--- WORK ITEM ---
Wherever a line in the data below holds "correlation", copy that line.

--- MATERIAL FOR THE TASK ---
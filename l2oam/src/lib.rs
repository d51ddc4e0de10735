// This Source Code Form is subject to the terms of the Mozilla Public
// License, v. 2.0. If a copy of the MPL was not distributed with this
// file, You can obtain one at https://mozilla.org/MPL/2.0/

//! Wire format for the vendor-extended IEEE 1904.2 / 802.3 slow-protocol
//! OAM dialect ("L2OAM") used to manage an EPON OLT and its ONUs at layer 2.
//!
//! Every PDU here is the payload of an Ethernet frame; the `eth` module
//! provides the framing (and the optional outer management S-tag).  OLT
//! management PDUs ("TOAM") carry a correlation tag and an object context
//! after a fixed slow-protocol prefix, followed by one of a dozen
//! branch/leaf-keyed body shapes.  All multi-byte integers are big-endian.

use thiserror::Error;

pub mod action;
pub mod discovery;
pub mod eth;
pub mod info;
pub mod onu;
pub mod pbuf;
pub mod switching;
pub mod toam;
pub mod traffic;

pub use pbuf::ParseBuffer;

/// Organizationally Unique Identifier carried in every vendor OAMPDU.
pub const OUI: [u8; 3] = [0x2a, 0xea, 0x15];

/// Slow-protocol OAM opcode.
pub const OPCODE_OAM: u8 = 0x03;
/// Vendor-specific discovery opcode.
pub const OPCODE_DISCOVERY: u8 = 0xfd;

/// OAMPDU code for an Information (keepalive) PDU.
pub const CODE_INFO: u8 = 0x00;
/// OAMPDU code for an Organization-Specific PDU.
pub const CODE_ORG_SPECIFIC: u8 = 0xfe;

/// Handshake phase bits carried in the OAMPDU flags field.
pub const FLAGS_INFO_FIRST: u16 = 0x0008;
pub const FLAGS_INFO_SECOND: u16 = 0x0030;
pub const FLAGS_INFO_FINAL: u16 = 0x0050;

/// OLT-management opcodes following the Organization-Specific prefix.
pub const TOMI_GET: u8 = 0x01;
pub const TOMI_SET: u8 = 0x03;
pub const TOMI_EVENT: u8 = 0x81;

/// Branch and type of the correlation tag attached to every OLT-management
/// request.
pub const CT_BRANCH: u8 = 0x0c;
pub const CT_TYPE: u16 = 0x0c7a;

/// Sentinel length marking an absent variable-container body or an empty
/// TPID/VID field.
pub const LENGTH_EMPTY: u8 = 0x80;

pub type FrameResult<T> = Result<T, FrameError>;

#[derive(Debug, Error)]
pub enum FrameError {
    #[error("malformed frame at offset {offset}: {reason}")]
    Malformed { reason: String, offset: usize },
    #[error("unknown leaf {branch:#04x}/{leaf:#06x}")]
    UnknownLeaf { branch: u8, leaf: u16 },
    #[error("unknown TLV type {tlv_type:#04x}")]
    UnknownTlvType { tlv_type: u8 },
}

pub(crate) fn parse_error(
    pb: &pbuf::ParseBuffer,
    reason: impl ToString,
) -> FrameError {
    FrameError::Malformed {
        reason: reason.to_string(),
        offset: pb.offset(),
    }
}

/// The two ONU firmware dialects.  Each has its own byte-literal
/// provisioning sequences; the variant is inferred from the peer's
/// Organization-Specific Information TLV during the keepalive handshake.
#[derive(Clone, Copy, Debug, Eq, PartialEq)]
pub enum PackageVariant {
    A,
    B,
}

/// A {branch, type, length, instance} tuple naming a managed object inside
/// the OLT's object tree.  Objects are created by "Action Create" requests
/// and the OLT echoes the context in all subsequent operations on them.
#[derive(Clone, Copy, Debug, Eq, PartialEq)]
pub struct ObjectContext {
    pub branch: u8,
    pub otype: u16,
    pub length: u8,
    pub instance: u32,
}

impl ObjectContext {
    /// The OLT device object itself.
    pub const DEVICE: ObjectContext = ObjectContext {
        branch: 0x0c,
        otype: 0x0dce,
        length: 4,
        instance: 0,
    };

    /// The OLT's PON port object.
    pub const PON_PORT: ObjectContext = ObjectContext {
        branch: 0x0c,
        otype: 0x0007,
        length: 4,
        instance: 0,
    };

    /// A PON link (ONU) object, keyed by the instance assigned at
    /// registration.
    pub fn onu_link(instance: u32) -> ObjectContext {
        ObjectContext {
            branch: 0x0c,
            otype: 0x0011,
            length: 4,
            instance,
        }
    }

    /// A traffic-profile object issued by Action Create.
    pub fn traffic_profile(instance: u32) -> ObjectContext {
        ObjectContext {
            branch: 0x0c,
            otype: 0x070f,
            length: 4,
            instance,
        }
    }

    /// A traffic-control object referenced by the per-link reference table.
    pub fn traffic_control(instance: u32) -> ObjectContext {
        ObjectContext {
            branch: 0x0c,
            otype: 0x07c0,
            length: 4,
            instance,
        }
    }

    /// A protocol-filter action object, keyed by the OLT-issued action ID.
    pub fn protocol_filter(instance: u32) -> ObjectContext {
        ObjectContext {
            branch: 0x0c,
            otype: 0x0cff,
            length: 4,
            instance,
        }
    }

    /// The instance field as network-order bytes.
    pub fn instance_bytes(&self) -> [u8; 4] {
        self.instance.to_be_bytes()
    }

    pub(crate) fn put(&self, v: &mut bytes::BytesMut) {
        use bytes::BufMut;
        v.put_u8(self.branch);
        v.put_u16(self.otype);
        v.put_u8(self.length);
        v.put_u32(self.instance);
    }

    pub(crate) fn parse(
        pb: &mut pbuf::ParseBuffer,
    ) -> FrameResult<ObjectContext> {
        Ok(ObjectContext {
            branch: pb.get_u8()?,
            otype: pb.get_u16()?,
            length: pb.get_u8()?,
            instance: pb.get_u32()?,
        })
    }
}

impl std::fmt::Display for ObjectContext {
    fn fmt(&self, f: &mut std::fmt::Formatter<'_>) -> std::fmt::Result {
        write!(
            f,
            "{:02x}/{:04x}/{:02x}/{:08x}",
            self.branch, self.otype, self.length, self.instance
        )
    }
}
--
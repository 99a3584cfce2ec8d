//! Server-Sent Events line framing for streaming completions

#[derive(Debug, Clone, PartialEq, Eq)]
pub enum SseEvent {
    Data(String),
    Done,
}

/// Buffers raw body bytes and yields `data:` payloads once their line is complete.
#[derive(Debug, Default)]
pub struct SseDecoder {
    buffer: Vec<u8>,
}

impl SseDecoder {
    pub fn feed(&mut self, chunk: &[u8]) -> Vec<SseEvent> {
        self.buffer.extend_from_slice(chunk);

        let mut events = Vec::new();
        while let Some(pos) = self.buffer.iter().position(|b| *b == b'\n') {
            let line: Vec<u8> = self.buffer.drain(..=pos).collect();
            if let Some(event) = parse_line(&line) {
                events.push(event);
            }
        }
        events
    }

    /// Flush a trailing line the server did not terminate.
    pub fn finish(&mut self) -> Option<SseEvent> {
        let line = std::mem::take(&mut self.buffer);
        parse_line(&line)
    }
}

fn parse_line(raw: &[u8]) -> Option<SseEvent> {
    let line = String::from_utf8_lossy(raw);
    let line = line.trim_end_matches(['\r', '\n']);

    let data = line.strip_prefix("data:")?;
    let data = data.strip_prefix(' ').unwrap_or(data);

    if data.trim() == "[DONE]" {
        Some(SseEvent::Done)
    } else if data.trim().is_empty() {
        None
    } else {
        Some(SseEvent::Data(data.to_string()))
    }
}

--- SOLVED EXERCISE ---
//! management PDUs ("TOAM") carry a correlation tag and an object context
/// Branch and type of the correlation tag attached to every OLT-management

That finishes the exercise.